[Opening Source material section]

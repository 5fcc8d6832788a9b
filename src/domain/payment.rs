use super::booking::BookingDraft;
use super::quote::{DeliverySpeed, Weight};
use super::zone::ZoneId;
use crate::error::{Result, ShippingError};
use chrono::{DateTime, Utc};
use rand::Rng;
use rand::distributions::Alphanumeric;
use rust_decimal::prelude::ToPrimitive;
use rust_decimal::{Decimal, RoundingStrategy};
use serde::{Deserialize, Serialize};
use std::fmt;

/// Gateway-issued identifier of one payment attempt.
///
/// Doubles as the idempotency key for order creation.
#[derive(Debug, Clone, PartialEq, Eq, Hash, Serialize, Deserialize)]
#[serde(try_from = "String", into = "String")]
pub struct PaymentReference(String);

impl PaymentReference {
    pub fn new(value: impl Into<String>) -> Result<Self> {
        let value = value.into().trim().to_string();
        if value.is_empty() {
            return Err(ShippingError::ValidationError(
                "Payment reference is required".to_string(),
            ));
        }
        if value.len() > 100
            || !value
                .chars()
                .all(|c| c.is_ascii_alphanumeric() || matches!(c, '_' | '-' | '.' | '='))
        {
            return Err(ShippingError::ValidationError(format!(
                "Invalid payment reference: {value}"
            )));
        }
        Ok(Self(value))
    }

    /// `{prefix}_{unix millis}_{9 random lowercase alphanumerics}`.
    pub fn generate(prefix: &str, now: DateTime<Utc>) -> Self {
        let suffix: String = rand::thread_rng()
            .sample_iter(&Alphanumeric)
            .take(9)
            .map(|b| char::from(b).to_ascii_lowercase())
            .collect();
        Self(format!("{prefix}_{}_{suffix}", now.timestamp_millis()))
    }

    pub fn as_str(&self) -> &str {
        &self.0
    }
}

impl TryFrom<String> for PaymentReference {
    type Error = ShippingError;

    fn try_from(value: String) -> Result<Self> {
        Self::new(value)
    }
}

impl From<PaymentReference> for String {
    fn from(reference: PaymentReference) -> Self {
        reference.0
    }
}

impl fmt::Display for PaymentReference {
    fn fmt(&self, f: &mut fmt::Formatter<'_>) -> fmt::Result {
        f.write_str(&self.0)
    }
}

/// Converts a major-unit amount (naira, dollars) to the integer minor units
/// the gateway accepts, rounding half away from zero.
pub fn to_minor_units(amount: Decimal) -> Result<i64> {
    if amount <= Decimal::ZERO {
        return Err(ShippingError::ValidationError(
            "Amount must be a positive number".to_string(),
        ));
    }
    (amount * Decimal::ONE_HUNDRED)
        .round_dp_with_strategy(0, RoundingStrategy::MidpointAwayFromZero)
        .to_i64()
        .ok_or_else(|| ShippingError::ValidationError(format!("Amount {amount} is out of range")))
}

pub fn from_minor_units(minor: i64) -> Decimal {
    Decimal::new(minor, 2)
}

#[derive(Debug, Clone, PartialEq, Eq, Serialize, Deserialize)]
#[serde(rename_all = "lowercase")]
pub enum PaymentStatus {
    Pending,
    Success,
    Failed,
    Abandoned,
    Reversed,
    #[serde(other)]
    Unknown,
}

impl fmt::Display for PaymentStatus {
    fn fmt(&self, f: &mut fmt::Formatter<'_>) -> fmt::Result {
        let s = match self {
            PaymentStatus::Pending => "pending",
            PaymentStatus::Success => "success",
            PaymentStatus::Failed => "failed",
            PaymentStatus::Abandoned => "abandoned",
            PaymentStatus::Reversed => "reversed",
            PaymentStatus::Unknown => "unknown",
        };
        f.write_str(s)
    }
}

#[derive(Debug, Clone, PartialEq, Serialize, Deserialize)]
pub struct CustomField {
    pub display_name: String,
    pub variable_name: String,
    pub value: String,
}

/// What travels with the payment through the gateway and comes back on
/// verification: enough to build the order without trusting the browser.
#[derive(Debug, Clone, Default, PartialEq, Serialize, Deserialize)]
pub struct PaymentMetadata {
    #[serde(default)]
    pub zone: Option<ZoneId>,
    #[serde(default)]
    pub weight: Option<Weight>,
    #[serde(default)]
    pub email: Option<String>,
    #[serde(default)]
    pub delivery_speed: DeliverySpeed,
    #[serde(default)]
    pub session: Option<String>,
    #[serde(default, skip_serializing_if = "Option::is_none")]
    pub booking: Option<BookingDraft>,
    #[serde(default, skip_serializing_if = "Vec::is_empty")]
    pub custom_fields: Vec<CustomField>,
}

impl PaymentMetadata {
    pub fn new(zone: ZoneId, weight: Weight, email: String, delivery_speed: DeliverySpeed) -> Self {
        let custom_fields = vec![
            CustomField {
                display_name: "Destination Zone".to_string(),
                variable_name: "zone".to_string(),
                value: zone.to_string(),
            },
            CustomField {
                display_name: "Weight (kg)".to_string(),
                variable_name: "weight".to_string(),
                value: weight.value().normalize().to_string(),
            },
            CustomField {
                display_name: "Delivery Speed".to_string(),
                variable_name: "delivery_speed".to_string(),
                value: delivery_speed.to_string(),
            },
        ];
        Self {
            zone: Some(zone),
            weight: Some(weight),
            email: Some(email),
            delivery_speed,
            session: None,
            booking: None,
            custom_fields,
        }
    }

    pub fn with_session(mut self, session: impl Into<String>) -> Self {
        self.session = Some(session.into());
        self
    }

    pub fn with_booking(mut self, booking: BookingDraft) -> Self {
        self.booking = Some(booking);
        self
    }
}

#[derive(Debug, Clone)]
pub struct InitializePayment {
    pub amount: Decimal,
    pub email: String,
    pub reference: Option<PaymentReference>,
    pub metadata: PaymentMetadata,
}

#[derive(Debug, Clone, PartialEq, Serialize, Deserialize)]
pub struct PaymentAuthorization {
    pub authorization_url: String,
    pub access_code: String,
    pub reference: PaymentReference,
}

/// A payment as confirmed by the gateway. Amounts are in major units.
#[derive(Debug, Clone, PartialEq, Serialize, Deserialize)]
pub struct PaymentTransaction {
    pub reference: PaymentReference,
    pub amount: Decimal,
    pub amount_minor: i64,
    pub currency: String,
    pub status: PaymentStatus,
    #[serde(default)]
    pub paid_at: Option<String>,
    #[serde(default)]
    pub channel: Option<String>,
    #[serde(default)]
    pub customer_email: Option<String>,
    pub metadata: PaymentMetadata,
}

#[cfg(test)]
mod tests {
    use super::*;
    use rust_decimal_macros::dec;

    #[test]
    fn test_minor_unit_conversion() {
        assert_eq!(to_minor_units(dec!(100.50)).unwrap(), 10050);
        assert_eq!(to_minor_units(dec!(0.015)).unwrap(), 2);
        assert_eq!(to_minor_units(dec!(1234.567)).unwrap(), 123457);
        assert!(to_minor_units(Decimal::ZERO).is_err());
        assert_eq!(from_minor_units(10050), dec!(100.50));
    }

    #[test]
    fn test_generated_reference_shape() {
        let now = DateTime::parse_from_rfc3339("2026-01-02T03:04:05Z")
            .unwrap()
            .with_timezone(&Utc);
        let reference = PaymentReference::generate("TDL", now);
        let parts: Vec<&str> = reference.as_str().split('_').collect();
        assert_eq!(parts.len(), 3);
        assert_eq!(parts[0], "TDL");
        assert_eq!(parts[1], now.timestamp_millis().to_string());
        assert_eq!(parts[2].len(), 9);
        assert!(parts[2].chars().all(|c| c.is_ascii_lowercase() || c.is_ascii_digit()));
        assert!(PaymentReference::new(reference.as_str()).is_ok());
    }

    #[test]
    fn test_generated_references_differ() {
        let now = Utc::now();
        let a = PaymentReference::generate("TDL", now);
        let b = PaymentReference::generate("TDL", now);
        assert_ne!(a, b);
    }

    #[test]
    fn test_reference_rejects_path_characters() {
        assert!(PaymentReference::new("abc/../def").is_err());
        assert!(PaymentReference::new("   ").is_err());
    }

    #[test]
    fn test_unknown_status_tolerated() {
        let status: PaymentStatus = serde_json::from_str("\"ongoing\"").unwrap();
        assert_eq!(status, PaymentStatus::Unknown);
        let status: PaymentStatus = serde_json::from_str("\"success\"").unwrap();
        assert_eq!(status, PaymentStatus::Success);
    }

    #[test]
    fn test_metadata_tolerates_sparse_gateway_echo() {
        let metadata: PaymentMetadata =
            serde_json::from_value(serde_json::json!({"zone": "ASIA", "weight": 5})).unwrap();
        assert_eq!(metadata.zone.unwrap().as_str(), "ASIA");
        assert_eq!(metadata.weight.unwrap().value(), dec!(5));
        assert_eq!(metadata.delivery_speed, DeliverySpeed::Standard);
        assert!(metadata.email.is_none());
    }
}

[Closing Source material section]

**Problem requirements:** Supply the count of lines in the entries that include "parts", and no other text.

**Expected answer:** 6